Tash meat, as it is called, is strips of mutton (goat meat is called mutton all over India), marinated in a host of spices, the most distinctive of which is timur, the Himalayan version of the Sichuan peppercorn which produces a numbing, tingling sensation upon biting, is used with hot chillies in Mala Chinese dishes, and goes under the alternate name of triphal/teppal, in Goan and Konkani food.

But that is not the connection we will be exploring via this column.

Tash meat, as it turns out, is a progeny of a famous Iranian dish, the Tas Kabob, where lamb meat strips are layered with potatoes, carrots, onions and other Fall vegetables, flavoured with bitter orange water (or lime juice), as also pepper and Indian turmeric, stewed, and served topped with salad or on a bed of rice.

The Persian dish gets its name from Tas, a tinned copper utensil of the Safavids who ruled the culturally influential and vast Persian empire from early 16th to mid 18th centuries, in which the dish was ostensibly once made.

But how did this Safavid dish come to be a bazaar snack of modern day Bihar?
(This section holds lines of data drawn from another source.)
use super::{ProcessId, ReadyQueue, Scheduler, SimCtx};
use crate::core::{Process, Urgency};

/// Shortest remaining time, re-evaluated every tick.
///
/// Ties on remaining time go to the earlier arrival, then the lower id. The
/// same ordering is applied to the running process, so a queued process
/// with equal remaining time but an earlier arrival takes the CPU.
pub struct SrtScheduler;

impl SrtScheduler {
    fn urgency(process: &Process) -> Urgency {
        Urgency::of(process, process.remaining as i64)
    }
}

impl Scheduler for SrtScheduler {
    const NAME: &'static str = "SRT";

    fn ready_queue(&self) -> ReadyQueue {
        ReadyQueue::new_priq()
    }

    // Remaining time of a queued process cannot change while it waits, so the
    // key computed here stays valid until it is popped
    fn enqueue(&mut self, ctx: &mut SimCtx, process: ProcessId) {
        let urgency = Self::urgency(ctx.process(process));
        ctx.ready_push_priq(process, urgency);
    }

    fn should_preempt(&mut self, ctx: &mut SimCtx, running: ProcessId) -> bool {
        let current = Self::urgency(ctx.process(running));
        ctx.ready_peek_urgency()
            .is_some_and(|best| best.beats(&current))
    }
}
pub mod driver;
pub mod job;
pub mod metrics;
pub mod report;
pub mod timeline;

use std::sync::atomic::AtomicBool;

use log::info;

pub use driver::{Sim, SimResult, Snapshots};
pub use job::{ProcessSpec, sample_workload};
pub use metrics::{Metrics, ProcessMetrics};
pub use report::SimReport;
pub use timeline::{Segment, Subject};

use crate::{
    error::SimError,
    scheduler::{
        Algorithm, FcfsScheduler, PriorityScheduler, RoundRobinScheduler, Scheduler,
        SjfScheduler, SrtScheduler,
    },
};

/// Run `algorithm` over `specs` to completion.
///
/// Every call works on its own copy of the process records, so the same
/// descriptors can be fed to several algorithms side by side.
pub fn simulate(algorithm: &Algorithm, specs: &[ProcessSpec]) -> Result<SimResult, SimError> {
    simulate_with(algorithm, specs, None)
}

/// `simulate`, abandoning the run once `cancel` is set.
pub fn simulate_cancellable(
    algorithm: &Algorithm,
    specs: &[ProcessSpec],
    cancel: &AtomicBool,
) -> Result<SimResult, SimError> {
    simulate_with(algorithm, specs, Some(cancel))
}

fn simulate_with(
    algorithm: &Algorithm,
    specs: &[ProcessSpec],
    cancel: Option<&AtomicBool>,
) -> Result<SimResult, SimError> {
    info!("simulating {algorithm} over {} processes", specs.len());

    let result = match *algorithm {
        Algorithm::Fcfs => finish(Sim::new(FcfsScheduler, specs)?, cancel),
        Algorithm::Sjf => finish(Sim::new(SjfScheduler, specs)?, cancel),
        Algorithm::Priority => finish(Sim::new(PriorityScheduler, specs)?, cancel),
        Algorithm::Srt => finish(Sim::new(SrtScheduler, specs)?, cancel),
        Algorithm::RoundRobin {
            quantum,
            context_switch,
        } => finish(
            Sim::new(RoundRobinScheduler::new(quantum, context_switch), specs)?,
            cancel,
        ),
    }?;

    info!(
        "{algorithm}: makespan {}, avg waiting {:.2}, avg turnaround {:.2}",
        result.metrics.makespan, result.metrics.avg_waiting, result.metrics.avg_turnaround
    );
    Ok(result)
}

fn finish<S: Scheduler>(
    sim: Sim<S>,
    cancel: Option<&AtomicBool>,
) -> Result<SimResult, SimError> {
    match cancel {
        Some(flag) => sim.run_cancellable(flag),
        None => Ok(sim.run()),
    }
}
Chef Manish Mehrotra of Indian Accent, a Bihari from Patna, serves the delicious spicy semi-dry meat atop a sattu roti; turning two common man’s dishes of his home state on their heads. The tash meat in small town Bihar or Nepal is served atop even humbler fare—on a bed of puffed or beaten rice or bhunja (as roasted chewda is called) in Bihar.

The Indian street dish is very different from the Persian one in its flavours, technique of cooking and spicing though both use thinly sliced meat and not cubes. Unlike the Persian stew, in Muzafarrpur and Champaran these slices are marinated in spices and bhunoed (shallow fried) on a hot tawa in mustard oil.  
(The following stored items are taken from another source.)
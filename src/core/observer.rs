use super::{
    event::SchedEvent,
    state::{ProcessState, SimCtx, Ticks},
};

/// Per-tick invariant checks plus the counters the metrics pass needs.
#[derive(Debug, Default)]
pub struct Observer {
    step: u64,
    busy_ticks: Ticks,
    context_switches: u64,
    preemptions: u64,
    requeues: u64,
    // Remaining work summed over all processes after the previous tick
    outstanding: Ticks,
}

impl Observer {
    pub fn new(ctx: &SimCtx) -> Self {
        Self {
            outstanding: ctx.processes.iter().map(|p| p.remaining).sum(),
            ..Self::default()
        }
    }

    pub fn observe(&mut self, ctx: &SimCtx, events: &[SchedEvent]) {
        self.step += 1;

        for event in events {
            match event {
                SchedEvent::ContextSwitch { .. } => self.context_switches += 1,
                SchedEvent::Preempted { .. } => self.preemptions += 1,
                SchedEvent::Requeued { .. } => self.requeues += 1,
                _ => {}
            }
        }

        let outstanding: Ticks = ctx.processes.iter().map(|p| p.remaining).sum();
        let previous = self.outstanding;
        debug_assert!(
            outstanding <= previous,
            "Remaining work grew from {previous} to {outstanding}"
        );
        debug_assert!(
            previous - outstanding <= 1,
            "More than one tick of work executed in a single tick"
        );
        self.busy_ticks += previous.saturating_sub(outstanding);
        self.outstanding = outstanding;

        if let Some(id) = ctx.running {
            let process = ctx.process(id);
            debug_assert_eq!(
                process.state,
                ProcessState::Running,
                "CPU owner {id} must be Running"
            );
            debug_assert!(process.remaining > 0, "CPU owner {id} has no work left");
            debug_assert_eq!(
                ctx.switch_remaining, 0,
                "Process {id} holds the CPU during a context switch"
            );
        }

        for process in &ctx.processes {
            let id = process.id;
            debug_assert!(
                process.start_time.is_none_or(|start| start >= process.arrival),
                "Process {id} started before it arrived"
            );
            match process.state {
                ProcessState::Completed => {
                    debug_assert!(
                        process
                            .finish_time
                            .is_some_and(|finish| finish > process.arrival),
                        "Process {id} must finish after it arrives"
                    );
                }
                ProcessState::Running => {
                    debug_assert_eq!(ctx.running, Some(id), "Process {id} Running off-CPU");
                }
                _ => {}
            }
        }

        for &id in &ctx.queued {
            let process = ctx.process(id);
            debug_assert_eq!(
                process.state,
                ProcessState::Ready,
                "Queued process {id} must be Ready"
            );
            debug_assert!(
                ctx.ready.contains(id),
                "Process {id} marked queued, but the ready set does not contain it"
            );
        }
        debug_assert_eq!(
            ctx.queued.len(),
            ctx.ready.len(),
            "Ready set and membership map disagree"
        );
    }

    pub fn steps(&self) -> u64 {
        self.step
    }

    pub fn busy_ticks(&self) -> Ticks {
        self.busy_ticks
    }

    pub fn context_switches(&self) -> u64 {
        self.context_switches
    }

    pub fn preemptions(&self) -> u64 {
        self.preemptions
    }

    pub fn requeues(&self) -> u64 {
        self.requeues
    }
}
In Bihar, another form of Indianised (closer to Persian origin) Tash kebab also exists simultaneously as a Ramzan meal, now remembered by just a few families. Author Rana Safvi lists a recipe by Mrs Sakina Husain from Bihar of this dish where lightly marinated meat is boiled– and then fried, and layered with fried onions, potatoes and tomatoes, reminiscent of Iran. This of course seems like an obvious Persian influence on the erstwhile Muslim aristocracy of northern India (the Nawabs of Avadh, with roots in Nisapur, did patronise Persian arts, artists, craftsmen and cooks). But the other Tash meat, the robust street dish, displays a decidedly Indian turn towards a technique of cooking found nowhere else in the world– bhun-na.

Stir frying or controlled browning to concentrate flavours is how we would describe it in English and yet these are not exact descriptions of the “noble art” as author Pratibha Karan, a Hyderabadi hobby cook and wife of “Raja” Vijay Karan, former IPS officer, calls bhun-na in her Hyderabadi cookbook, “A Princely Legacy”.
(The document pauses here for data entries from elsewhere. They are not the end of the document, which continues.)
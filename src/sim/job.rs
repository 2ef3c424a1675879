use rustc_hash::FxHashSet;
use serde::{Deserialize, Serialize};

use crate::{
    core::state::{Process, Ticks},
    error::SimError,
    sim::timeline::RESERVED_LABELS,
};

/// Input descriptor for one process, as supplied by a caller or a config
/// file. Values are signed so that bad input can be rejected rather than
/// failing to parse.
#[derive(Debug, Clone, PartialEq, Eq, Serialize, Deserialize)]
pub struct ProcessSpec {
    #[serde(default, skip_serializing_if = "Option::is_none")]
    pub name: Option<String>,
    #[serde(default)]
    pub arrival: i64,
    pub burst: i64,
    #[serde(default, skip_serializing_if = "Option::is_none")]
    pub priority: Option<i64>,
}

impl ProcessSpec {
    pub const DEFAULT_PRIORITY: i64 = 0;

    pub fn new(arrival: i64, burst: i64) -> Self {
        Self {
            name: None,
            arrival,
            burst,
            priority: None,
        }
    }

    pub fn with_priority(mut self, priority: i64) -> Self {
        self.priority = Some(priority);
        self
    }

    pub fn named(mut self, name: &str) -> Self {
        self.name = Some(name.to_owned());
        self
    }

    pub fn label(&self, index: usize) -> String {
        self.name
            .clone()
            .unwrap_or_else(|| format!("P{}", index + 1))
    }
}

/// Turn descriptors into fresh process records, ids assigned in input order.
pub fn build_processes(specs: &[ProcessSpec]) -> Result<Vec<Process>, SimError> {
    let mut seen = FxHashSet::default();

    specs
        .iter()
        .enumerate()
        .map(|(index, spec)| {
            let name = spec.label(index);
            if RESERVED_LABELS.contains(&name.as_str()) {
                return Err(SimError::ReservedName(name));
            }
            if !seen.insert(name.clone()) {
                return Err(SimError::DuplicateName(name));
            }
            if spec.arrival < 0 {
                return Err(SimError::NegativeArrival {
                    process: name,
                    arrival: spec.arrival,
                });
            }
            if spec.burst <= 0 {
                return Err(SimError::InvalidBurst {
                    process: name,
                    burst: spec.burst,
                });
            }

            Ok(Process::new(
                index,
                name,
                spec.arrival as Ticks,
                spec.burst as Ticks,
                spec.priority.unwrap_or(ProcessSpec::DEFAULT_PRIORITY),
            ))
        })
        .collect()
}

/// The four-process workload used by the CLI when no input is given.
pub fn sample_workload() -> Vec<ProcessSpec> {
    vec![
        ProcessSpec::new(0, 5).with_priority(2),
        ProcessSpec::new(1, 3).with_priority(1),
        ProcessSpec::new(2, 8).with_priority(3),
        ProcessSpec::new(3, 6).with_priority(2),
    ]
}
In the 19th century, as old feudal legacies were crumbling, and other Indian power centres replacing the Mughals and their subsidiaries, bhun-na seems to have emerged as a technique in Avadh, where food influences from the Mughlai kitchen, the Iranian or even the French (have you ever thought of the similarity between pate and a galauti kebab) and the English merged with influences from the countryside. In fact, the cosmopolitan culture-scape of Lucknow was contributed to equally by the land-owning Hindu rajas who first served the Nawabs and later the English with their seats of power in the countryside, and the professional Hindu classes of the Kashmiri pundits, Kayasths and Khatris as the Nawabi aristocrats.

Bhun-na was a product of this confluence—borrowing pretty obviously from the ancient Indian cooking techniques of frying and shallow frying, important to the Subcontinental kitchens as opposed to central Asia with its broiling and baking.

Beyond the Mughal qormas (creamy, mildly spiced) and qaliyas (thin gravies using yakhni or stock initially), Avadhi and later day Mughlai cuisine developed an interesting genre of the salan. The word salan in fact does not have roots in Arabic or Persian and is only known to Urdu speakers of the Indo-Gangetic plain and Hyderabad. Meat and vegetables (anything from fried colocasia to potatoes; a new crop during Warren Hastings’ time) are bhuno-ed usually in an onion gravy or masala, or even as dry or semi dry preparations. Bhuna meat or aloo-gosht salan were thus likely mid to late 19th century dishes with more spicing and frying than in the early Mughal dishes.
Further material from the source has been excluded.